Plano de Emergência da Saúde Two Years On — 60% of 54 Measures Closed, Oncology Backlog Rebuilds, Family-Doctor Coverage Falls Short and the Monitoring Group Has Been Dormant Since May 2025
Two years on, the Plano de Emergência da Saúde closes around 60% of 54 measures. OncoStop waiting lists rebuild, family-doctor coverage misses its target, and the independent monitoring group has not met for roughly a year — the impact reads thinner than the score.
Two years after the Plano de Emergência e Transformação da Saúde was launched, the government's own tally lands at roughly 60% of the 54 measures formally completed. The fresh reading, published in Público on Friday 29 May and tested against the working-group record set up in September 2024 under Carlos Robalo Cordeiro, also delivers the harder verdict: even where the boxes are ticked, the impact on waiting lists, family-doctor coverage and emergency-department throughput is thinner than the political framing has admitted.
The plan, approved in 2024, organises 54 lines of action across five strategic axes — Resposta Atempada, Mães e Bebés em Segurança, Urgência e Emergência, Saúde Próxima e Família, and Saúde Mental. Two years in, the implementation map reads roughly as follows:
- 54 measures total across the five axes, around 60% formally closed, with the remaining 40% sitting in execution or stalled.
- 16 measures originally tagged "urgent" by the working group; only eight were delivered inside the August 2024 deadline that the plan set for itself.

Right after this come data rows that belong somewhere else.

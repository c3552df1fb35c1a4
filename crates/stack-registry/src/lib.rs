//! # Stack Registry
//!
//! Service resolution and location dispatch for devstack.
//!
//! This crate turns the declarative configuration tables into typed,
//! location-specific service descriptors: the [`Registry`] maps every
//! normalized service name to exactly one [`Service`], the
//! [`DomainResolver`] derives internally and externally reachable names,
//! and the [`DeployResolver`] derives SSH/deploy parameters. The
//! [`Stack`] context owns all of it for the lifetime of the process.

#![warn(missing_docs)]

use stack_config::{Kind, Location};

mod deploy;
mod domain;
mod registry;
mod service;
mod stack;

pub use deploy::{DeployConfig, DeployResolver, SshConfig};
pub use domain::{DomainResolver, EnvToken};
pub use registry::{RESERVED_DATA_STORE, Registry};
pub use service::{Service, Variant};
pub use stack::Stack;

/// Error types for registry operations
#[derive(thiserror::Error, Debug)]
pub enum Error {
    /// Configuration error
    #[error("Configuration error: {0}")]
    Config(#[from] stack_config::ConfigError),

    /// The same normalized name is declared in two location tables
    #[error("Service '{name}' can't have two locations: {first} and {second}")]
    DuplicateName {
        /// Conflicting service name
        name: String,
        /// Location of the first declaration
        first: Location,
        /// Location of the second declaration
        second: Location,
    },

    /// A process-host record declares a runtime kind nothing can run
    #[error("Service '{name}' has unsupported kind '{kind}' for the process host")]
    UnsupportedKind {
        /// Offending service name
        name: String,
        /// Declared runtime kind
        kind: Kind,
    },

    /// A record is missing a field its location requires
    #[error("Service '{name}' is missing required field '{field}'")]
    MissingField {
        /// Offending service name
        name: String,
        /// Name of the missing field
        field: &'static str,
    },

    /// No service registered under the given name
    #[error("Service '{0}' not found")]
    ServiceNotFound(String),

    /// No service display name matched the given pattern
    #[error("Did not find any services for pattern '{0}'")]
    NoMatch(String),

    /// No deploy target configured for the given name
    #[error("Deploy config for '{0}' not found")]
    ServerNotFound(String),

    /// A server lists a hostname key the hostnames table does not define
    #[error("Unknown hostname key '{0}'")]
    UnknownHostname(String),

    /// IO error
    #[error("IO error: {0}")]
    Io(#[from] std::io::Error),
}

/// Result type for registry operations
pub type Result<T> = std::result::Result<T, Error>;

- OncoStop, the oncology surgical-backlog clearance, posted a measurable cut while running. Once the dedicated extra-hours bonus was wound down, the cancer surgery waiting list began climbing again.
- Family-doctor coverage missed its expansion target. The Ministério da Saúde revised the goal downward and is now leaning on private-sector partnerships to close the gap — a path that Prime Minister Montenegro has openly endorsed.
- Grupo de Acompanhamento dormant. The independent monitoring group has not formally convened in roughly a year, weakening the public scoreboard at exactly the moment the plan needed an external audit.
The structural argument from the monitoring side has hardened. Carlos Robalo Cordeiro, the coordinator of the assessment working group, has argued that publishing a percentage of measures concluded is no longer enough — the question is what "ganhos em saúde" actually changed for the SNS user. Several measures, including the new Sistema Integrado de Acompanhamento e Controlo dos Cuidados de Saúde, are now scheduled to come into force only on 1 August 2026, two years after the original delivery promise. Hospital emergency-department reconstruction money was only announced in May 2026, well after the plan's original window for upgrading the urgências network.
The data backdrop reinforces the impact-vs-completion gap. Infarmed has already read the SNS medicine spend at a record €4.417 billion in 2025, with oncology adding €864.5 million, and CUF's CEO Rui Diniz has separately flagged the SNS cost curve crossing 90% of the IRS take. Yet on the access side, the queue indicators that the plan was supposed to fix are still moving in the wrong direction.
What This Means for Expats
- Family doctor wait persists: expats arriving in 2026 should not count on a Médico de Família attribution inside the first year. The shortfall is now structural, and access continues to run primarily through the Número de Utente route and SNS24.
- Oncology pathways narrower than the headline suggests: if you or a family member need a non-emergency cancer surgery, the post-OncoStop waiting list is rebuilding. Private complementary coverage is worth budgeting for households with risk factors.
- Heatwave response uneven: the SNS heatwave plano de contingência was activated this week — see our Nível 1 activation note — but the underlying urgência throughput remains under-equipped.
- Public-private channel widening: expect more SNS access routes via private hospitals such as CUF and Lusíadas, especially in Greater Lisbon and the Algarve. Convénios are the channel to watch.
- Mental-health line live: the Saúde Mental axis includes the 24/7 telephone line that any legal resident with a Número de Utente can use, even before being attributed to a centro de saúde.
The next checkpoint is the August SINACC start date and the public-private contracting framework that the Ministry of Health is drafting in parallel. Whether the Plano de Emergência reaches a credible "2.0" version, or whether it is simply rolled into the next political cycle's budget, will be decided in those two windows.